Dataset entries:

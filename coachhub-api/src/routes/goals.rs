/// Goal endpoints
///
/// # Endpoints
///
/// - `GET    /api/v1/goals`
/// - `POST   /api/v1/goals`
/// - `GET    /api/v1/goals/:goalId`
/// - `PATCH  /api/v1/goals/:goalId`
/// - `DELETE /api/v1/goals/:goalId`
/// - `PATCH  /api/v1/goals/:goalId/progress`
/// - `PATCH  /api/v1/goals/:goalId/milestones/:milestoneId`
/// - `POST   /api/v1/goals/:goalId/comments`
/// - `POST   /api/v1/goals/:goalId/collaborators`
/// - `POST   /api/v1/goals/:goalId/sessions/:sessionId`
///
/// # Access
///
/// Admins and managers see every goal of their organization, coaches the
/// goals they coach or collaborate on, entrepreneurs their own. A goal is
/// loaded, changed in memory and written back with an optimistic check on
/// `updatedAt`; a lost race answers `409`.

use crate::{
    app::AppState,
    error::{ApiError, ApiResult},
    response::{ApiResponse, Created},
};
use axum::{
    extract::{Path, Query, State},
    http::StatusCode,
    Extension, Json,
};
use chrono::{DateTime, Utc};
use coachhub_shared::{
    auth::{
        authorization::{require_organization, require_role, OrganizationScope, SCHEDULERS, STAFF},
        middleware::AuthContext,
    },
    models::{
        goal::{
            Goal, GoalChanges, GoalComment, GoalFilter, GoalPriority, GoalStatus, Milestone,
            MilestoneStatus, NewGoal,
        },
        session::Session,
        user::{User, UserRole},
    },
};
use serde::Deserialize;
use uuid::Uuid;
use validator::Validate;

const DEFAULT_COLLABORATOR_ROLE: &str = "contributor";

#[derive(Debug, Default, Deserialize)]
#[serde(rename_all = "camelCase")]
pub struct ListGoalsQuery {
    pub status: Option<GoalStatus>,
    pub priority: Option<GoalPriority>,
    pub include_archived: Option<bool>,
}

#[derive(Debug, Deserialize, Validate)]
#[serde(rename_all = "camelCase")]
pub struct MilestoneInput {
    #[validate(length(min = 1, max = 200, message = "Milestone title must be 1-200 characters"))]
    pub title: String,

    pub target_date: Option<DateTime<Utc>>,
}

#[derive(Debug, Deserialize, Validate)]
#[serde(rename_all = "camelCase")]
pub struct CreateGoalRequest {
    pub entrepreneur_id: Uuid,
    pub coach_id: Uuid,

    #[validate(length(min = 1, max = 200, message = "Title must be 1-200 characters"))]
    pub title: String,

    #[validate(length(max = 2000, message = "Description must be at most 2000 characters"))]
    pub description: Option<String>,

    pub status: Option<GoalStatus>,
    pub priority: Option<GoalPriority>,
    pub target_date: Option<DateTime<Utc>>,

    #[serde(default)]
    #[validate(nested)]
    pub milestones: Vec<MilestoneInput>,
}

#[derive(Debug, Default, Deserialize, Validate)]
#[serde(rename_all = "camelCase")]
pub struct UpdateGoalRequest {
    #[validate(length(min = 1, max = 200, message = "Title must be 1-200 characters"))]
    pub title: Option<String>,

    #[validate(length(max = 2000, message = "Description must be at most 2000 characters"))]
    pub description: Option<String>,

    pub status: Option<GoalStatus>,
    pub priority: Option<GoalPriority>,

    #[validate(range(min = 0, max = 100, message = "Progress must be between 0 and 100"))]
    pub progress: Option<i32>,

    pub target_date: Option<DateTime<Utc>>,
    pub is_archived: Option<bool>,
}

impl From<UpdateGoalRequest> for GoalChanges {
    fn from(req: UpdateGoalRequest) -> Self {
        GoalChanges {
            title: req.title,
            description: req.description,
            status: req.status,
            priority: req.priority,
            progress: req.progress,
            target_date: req.target_date,
            is_archived: req.is_archived,
        }
    }
}

#[derive(Debug, Deserialize, Validate)]
pub struct ProgressRequest {
    #[validate(range(min = 0, max = 100, message = "Progress must be between 0 and 100"))]
    pub progress: i32,
}

#[derive(Debug, Deserialize, Validate)]
pub struct MilestoneUpdateRequest {
    pub status: MilestoneStatus,

    #[validate(length(max = 2000, message = "Notes must be at most 2000 characters"))]
    pub notes: Option<String>,
}

#[derive(Debug, Deserialize, Validate)]
pub struct CommentRequest {
    #[validate(length(min = 1, max = 2000, message = "Comment must be 1-2000 characters"))]
    pub text: String,
}

#[derive(Debug, Deserialize, Validate)]
#[serde(rename_all = "camelCase")]
pub struct CollaboratorRequest {
    pub user_id: Uuid,

    #[validate(length(min = 1, max = 50, message = "Role must be 1-50 characters"))]
    pub role: Option<String>,
}

/// Loads a goal the caller can read.
async fn visible_goal(state: &AppState, auth: &AuthContext, id: Uuid) -> ApiResult<Goal> {
    let organization_id = OrganizationScope::of(auth).filter()?;

    let goal = Goal::find_in_organization(&state.db, id, organization_id)
        .await?
        .ok_or_else(|| ApiError::NotFound("Goal not found".to_string()))?;

    if !goal.is_visible_to(auth.user_id, auth.role) {
        return Err(ApiError::Forbidden(
            "Not authorized to access this goal".to_string(),
        ));
    }

    Ok(goal)
}

async fn save(state: &AppState, goal: &Goal) -> ApiResult<Goal> {
    goal.save(&state.db).await?.ok_or_else(|| {
        ApiError::Conflict("Goal was modified concurrently, reload and retry".to_string())
    })
}

async fn require_member(
    state: &AppState,
    organization_id: Uuid,
    user_id: Uuid,
    role: UserRole,
) -> ApiResult<User> {
    User::find_in_organization(&state.db, user_id, Some(organization_id))
        .await?
        .filter(|u| u.role == role)
        .ok_or_else(|| ApiError::BadRequest(format!("{} not found in organization", capitalized(role))))
}

fn capitalized(role: UserRole) -> String {
    let name = role.as_str();
    let mut chars = name.chars();
    match chars.next() {
        Some(first) => first.to_uppercase().chain(chars).collect(),
        None => String::new(),
    }
}

pub async fn list_goals(
    State(state): State<AppState>,
    Extension(auth): Extension<AuthContext>,
    Query(query): Query<ListGoalsQuery>,
) -> ApiResult<Json<ApiResponse<Vec<Goal>>>> {
    let mut filter = GoalFilter {
        organization_id: OrganizationScope::of(&auth).filter()?,
        status: query.status,
        priority: query.priority,
        include_archived: query.include_archived.unwrap_or(false),
        ..Default::default()
    };

    match auth.role {
        UserRole::Coach => filter.visible_to_coach = Some(auth.user_id),
        UserRole::Entrepreneur => filter.entrepreneur_id = Some(auth.user_id),
        UserRole::Admin | UserRole::Manager => {}
    }

    Ok(ApiResponse::ok(Goal::list(&state.db, &filter).await?))
}

pub async fn create_goal(
    State(state): State<AppState>,
    Extension(auth): Extension<AuthContext>,
    Json(req): Json<CreateGoalRequest>,
) -> ApiResult<Created<Goal>> {
    require_role(&auth, SCHEDULERS)?;
    let organization_id = require_organization(&auth)?;
    req.validate()?;

    require_member(&state, organization_id, req.entrepreneur_id, UserRole::Entrepreneur).await?;
    require_member(&state, organization_id, req.coach_id, UserRole::Coach).await?;

    let goal = Goal::create(
        &state.db,
        NewGoal {
            organization_id,
            entrepreneur_id: req.entrepreneur_id,
            coach_id: req.coach_id,
            title: req.title,
            description: req.description,
            status: req.status.unwrap_or(GoalStatus::NotStarted),
            priority: req.priority.unwrap_or(GoalPriority::Medium),
            target_date: req.target_date,
            milestones: req
                .milestones
                .into_iter()
                .map(|m| Milestone::new(m.title, m.target_date))
                .collect(),
        },
    )
    .await?;

    tracing::info!(goal_id = %goal.id, entrepreneur_id = %goal.entrepreneur_id, "Goal created");

    Ok(ApiResponse::created(goal))
}

pub async fn get_goal(
    State(state): State<AppState>,
    Extension(auth): Extension<AuthContext>,
    Path(goal_id): Path<Uuid>,
) -> ApiResult<Json<ApiResponse<Goal>>> {
    Ok(ApiResponse::ok(visible_goal(&state, &auth, goal_id).await?))
}

pub async fn update_goal(
    State(state): State<AppState>,
    Extension(auth): Extension<AuthContext>,
    Path(goal_id): Path<Uuid>,
    Json(req): Json<UpdateGoalRequest>,
) -> ApiResult<Json<ApiResponse<Goal>>> {
    req.validate()?;
    let changes = GoalChanges::from(req);

    if auth.role == UserRole::Entrepreneur && !changes.only_progress_and_status() {
        return Err(ApiError::Forbidden(
            "Entrepreneurs can only update progress and status".to_string(),
        ));
    }

    let mut goal = visible_goal(&state, &auth, goal_id).await?;
    goal.apply_changes(changes, auth.user_id, Utc::now())?;

    Ok(ApiResponse::ok(save(&state, &goal).await?))
}

pub async fn delete_goal(
    State(state): State<AppState>,
    Extension(auth): Extension<AuthContext>,
    Path(goal_id): Path<Uuid>,
) -> ApiResult<StatusCode> {
    require_role(&auth, STAFF)?;

    let goal = visible_goal(&state, &auth, goal_id).await?;
    if !Goal::delete(&state.db, goal.id).await? {
        return Err(ApiError::NotFound("Goal not found".to_string()));
    }

    tracing::info!(goal_id = %goal_id, by = %auth.user_id, "Goal deleted");

    Ok(StatusCode::NO_CONTENT)
}

pub async fn update_progress(
    State(state): State<AppState>,
    Extension(auth): Extension<AuthContext>,
    Path(goal_id): Path<Uuid>,
    Json(req): Json<ProgressRequest>,
) -> ApiResult<Json<ApiResponse<Goal>>> {
    req.validate()?;

    let mut goal = visible_goal(&state, &auth, goal_id).await?;
    goal.set_progress(req.progress, auth.user_id, Utc::now())?;

    Ok(ApiResponse::ok(save(&state, &goal).await?))
}

pub async fn update_milestone(
    State(state): State<AppState>,
    Extension(auth): Extension<AuthContext>,
    Path((goal_id, milestone_id)): Path<(Uuid, Uuid)>,
    Json(req): Json<MilestoneUpdateRequest>,
) -> ApiResult<Json<ApiResponse<Goal>>> {
    req.validate()?;

    let mut goal = visible_goal(&state, &auth, goal_id).await?;
    goal.update_milestone(milestone_id, req.status, req.notes, auth.user_id, Utc::now())?;

    Ok(ApiResponse::ok(save(&state, &goal).await?))
}

pub async fn add_comment(
    State(state): State<AppState>,
    Extension(auth): Extension<AuthContext>,
    Path(goal_id): Path<Uuid>,
    Json(req): Json<CommentRequest>,
) -> ApiResult<Created<GoalComment>> {
    req.validate()?;

    let mut goal = visible_goal(&state, &auth, goal_id).await?;
    let comment = goal.add_comment(auth.user_id, req.text, Utc::now()).clone();
    save(&state, &goal).await?;

    Ok(ApiResponse::created(comment))
}

pub async fn add_collaborator(
    State(state): State<AppState>,
    Extension(auth): Extension<AuthContext>,
    Path(goal_id): Path<Uuid>,
    Json(req): Json<CollaboratorRequest>,
) -> ApiResult<Created<Goal>> {
    require_role(&auth, SCHEDULERS)?;
    req.validate()?;

    let mut goal = visible_goal(&state, &auth, goal_id).await?;

    User::find_in_organization(&state.db, req.user_id, Some(goal.organization_id))
        .await?
        .ok_or_else(|| ApiError::BadRequest("User not found in organization".to_string()))?;

    let role = req.role.unwrap_or_else(|| DEFAULT_COLLABORATOR_ROLE.to_string());
    goal.add_collaborator(req.user_id, role, Utc::now())?;

    Ok(ApiResponse::created(save(&state, &goal).await?))
}

pub async fn link_session(
    State(state): State<AppState>,
    Extension(auth): Extension<AuthContext>,
    Path((goal_id, session_id)): Path<(Uuid, Uuid)>,
) -> ApiResult<Json<ApiResponse<Goal>>> {
    require_role(&auth, SCHEDULERS)?;

    let mut goal = visible_goal(&state, &auth, goal_id).await?;

    Session::find_in_organization(&state.db, session_id, Some(goal.organization_id))
        .await?
        .ok_or_else(|| ApiError::NotFound("Session not found".to_string()))?;

    goal.link_session(session_id)?;

    Ok(ApiResponse::ok(save(&state, &goal).await?))
}

#[cfg(test)]
mod tests {
    use super::*;
    use serde_json::json;

    #[test]
    fn test_entrepreneur_change_detection() {
        let progress_only = GoalChanges::from(UpdateGoalRequest {
            progress: Some(40),
            status: Some(GoalStatus::InProgress),
            ..Default::default()
        });
        assert!(progress_only.only_progress_and_status());

        let retitled = GoalChanges::from(UpdateGoalRequest {
            title: Some("New title".to_string()),
            ..Default::default()
        });
        assert!(!retitled.only_progress_and_status());
    }

    #[test]
    fn test_create_request_validates_milestones() {
        let req: CreateGoalRequest = serde_json::from_value(json!({
            "entrepreneurId": Uuid::new_v4(),
            "coachId": Uuid::new_v4(),
            "title": "Close seed round",
            "milestones": [{ "title": "" }]
        }))
        .unwrap();

        assert!(req.validate().is_err());
    }

    #[test]
    fn test_progress_range() {
        assert!(ProgressRequest { progress: 100 }.validate().is_ok());
        assert!(ProgressRequest { progress: 101 }.validate().is_err());
        assert!(ProgressRequest { progress: -1 }.validate().is_err());
    }

    #[test]
    fn test_capitalized_role() {
        assert_eq!(capitalized(UserRole::Entrepreneur), "Entrepreneur");
        assert_eq!(capitalized(UserRole::Coach), "Coach");
    }
}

_TASK ITEM_
Every line of the records that includes the word "CommentRequest" should be gathered.

_ANSWER TO THE EXERCISE_
pub struct CommentRequest {
    Json(req): Json<CommentRequest>,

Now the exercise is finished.